Love in the Time of Cholera

Love in the Time of Cholera

By: Gabriel García Márquez / Narrated By: Armando Durán

Length: 15 hrs and 41 mins

A time long past with lush prose that skirts on flowery, but dude! was our hero a creep, or what?!

As with A Walk in the Woods, I very much enjoyed Love in the Time of Cholera untiiiiil I thought about it for a bit.

Now, one canNOT say that it isn’t well-written; it’s GORgeously written. Atmospheric, stirs the imagination to where one feels each of the senses engaged (Seriously, I could smell the flowers in this!), characters fleshed-out to within an inch of their lives, every moment from adolescences right on through the geriatric phase. Beautiful, beautiful, beyond lovely.

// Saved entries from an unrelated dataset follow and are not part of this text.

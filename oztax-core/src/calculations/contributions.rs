//! Superannuation contribution cap tracking.
//!
//! The tracker reports usage against each annual cap; it never enforces the
//! cap. Contributions past the cap are recorded as-is and surface as
//! `remaining: 0` / `percentage: 100` — a compliance signal for the caller,
//! not an error.

use rust_decimal::Decimal;
use serde::{Deserialize, Serialize};

use crate::calculations::carry_forward::CarryForwardAvailability;
use crate::calculations::common::{floor_at_zero, round_half_up};
use crate::models::{ContributionCaps, ContributionRecord, ContributionType, FinancialYear, PersonId};

/// Usage of a single annual cap. `remaining` floors at zero and `percentage`
/// is clamped to `[0, 100]`.
#[derive(Debug, Clone, PartialEq, Eq, Serialize, Deserialize)]
pub struct CapUsage {
    pub used: Decimal,
    pub cap: Decimal,
    pub remaining: Decimal,
    pub percentage: Decimal,
}

impl CapUsage {
    pub fn of(
        used: Decimal,
        cap: Decimal,
    ) -> Self {
        let percentage = if cap.is_zero() {
            if used > Decimal::ZERO {
                Decimal::ONE_HUNDRED
            } else {
                Decimal::ZERO
            }
        } else {
            (used / cap * Decimal::ONE_HUNDRED).min(Decimal::ONE_HUNDRED)
        };

        Self {
            used: round_half_up(used),
            cap,
            remaining: round_half_up(floor_at_zero(cap - used)),
            percentage: round_half_up(percentage),
        }
    }
}

/// Contribution-cap position for one member and financial year.
#[derive(Debug, Clone, PartialEq, Eq, Serialize, Deserialize)]
pub struct ContributionSummary {
    pub member: PersonId,
    pub financial_year: FinancialYear,
    pub concessional: CapUsage,
    pub non_concessional: CapUsage,
    pub carry_forward: CarryForwardAvailability,
}

/// Total contributed for one contribution type.
pub fn total_by_type(
    records: &[ContributionRecord],
    contribution_type: ContributionType,
) -> Decimal {
    records
        .iter()
        .filter(|r| r.contribution_type == contribution_type)
        .map(|r| r.amount)
        .sum()
}

/// Builds the full summary from a member's contribution records, the year's
/// caps and a precomputed carry-forward position.
///
/// `records` are expected to already be scoped to the member and year.
pub fn summarise(
    member: &PersonId,
    financial_year: &FinancialYear,
    records: &[ContributionRecord],
    caps: &ContributionCaps,
    carry_forward: CarryForwardAvailability,
) -> ContributionSummary {
    let concessional_used = total_by_type(records, ContributionType::Concessional);
    let non_concessional_used = total_by_type(records, ContributionType::NonConcessional);

    ContributionSummary {
        member: member.clone(),
        financial_year: *financial_year,
        concessional: CapUsage::of(concessional_used, caps.concessional_cap),
        non_concessional: CapUsage::of(non_concessional_used, caps.non_concessional_cap),
        carry_forward,
    }
}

But then, whilst I was listening to it in the living room (As opposed to holed up by myself in the bedroom), my husband walked in and said: Jeez, are you still listening to the one that made your toes curl (Mr. Darcy Takes a Wife)? Cuz see, there’s a LOT of sex in this story. And he happened to walk in on one of the MANY times a sexual escapade is described in SUCH great and luscious detail.

No my toes weren’t curling as I listened to this, probably cuz No Really, the writing is glorious, and it felt like I was witnessing something kinda sorta, if not sacred, then highly enjoyed at the moment, awake to all the senses and sensations rather than everything below the waist.

I did, however, pause and mull it over. I dismissed it at the time and went on to continue, but NOW I was a trifle wary, and boy did I start noticing just how many women our “hero” Florentino Ariza bedded.

Ostensibly a love story, this begins with the predictable and comfortable marriage of Juvenal Urbino and his wife Fermina Daza until Urbino meets an unfortunate end, falling from a mango tree as he tries to snag a perverse pet parrot who’s flown the coop. After the funeral, the aged Florentino visits Fermina and declares that his love for her has never diminished and that whenever she should call, he shall be there, arms open. Fermina howls at him, disgusted.

Then we go back many years to the beginning of a courtship between Florentino and Fermina, and we see that after the passage of time, Fermina starts to see her boundless love for the guy as no more than a child’s infatuation. She goes on to marry the staid and stately Urbino, and tho’ there’s no grand passion, the two do indeed grow into a sort of love. This all goes on through many many hours, and through it all, Florentino is quite the lovesick puppy-eyed wretch.

Uhm, a wretch who’ll bed ANYthing. Described as rather homely, ‘twould appear that he’s appealing enough for a vaaaaast amount of women to warm his bed, or to do it wherever else he pleases.

Hours.

HOURS.

Okay, so as it’s gloriously written, I didn’t retch, but my husband’s observation had me tense. And then when I got to the final hours, oh good gosh: What should happen BUT—

The dude becomes guardian to a 14-year old girl he falls in love with. Bad. Then he grooms her for a bit to be ready for him. Bad! Then he has an affair with her. BAD. And all the while he speaks to her as tho’ she’s some itty bitty girl, dresses her, helps her put her panties on, ties her shoelaces.

BAD BAD BAD

TOTALLY uncomfortable with that, no matter how gorgeously written. He grooms the young girl, and then ditches her with nary a word at the moment Fermina becomes available, when both he and Fermina are in their dotage. What was a man in his dotage doing with a 14-year old girl? Appalling! And then the poor girl is confused and despairing, enough to where she meets an unfortunate end, and he could give less of a crap as his obsession is now available.

I was worried about all narrations this week, even this one. I saw John Lee as narrator to One Hundred Years of Solitude, and I kinda sorta felt that Lee’s sweeping oratorical tones would be more in keeping with such epic writing. I was wrong. Armando Durán was magnificent. Nope, it wasn’t epic narration, sorely lacking in sweeping qualities, but it brought the prose down to earth, conveyed the day-to-day magic of each life as it was lived, cradle to neeeeear grave. Durán captured the beauty of the writing of Gabriel García Márquez, made the longing palpable -and- made sex with a young girl absoLUTEly disgusting. So a definite Huzzah, plus a Booo for child rape.

Okay okay okay. I’ll drop the perceived rape, and I’ll say this is elegantly written, with notes of whimsy and irony. A definite pleasure to read until the sexual escapades veered off into territory where my gorge rose. Make of it what you will.

15 hours, 41 minutes, most of it was stellar and enjoyable, and I truly enjoyed how it all came together in the end.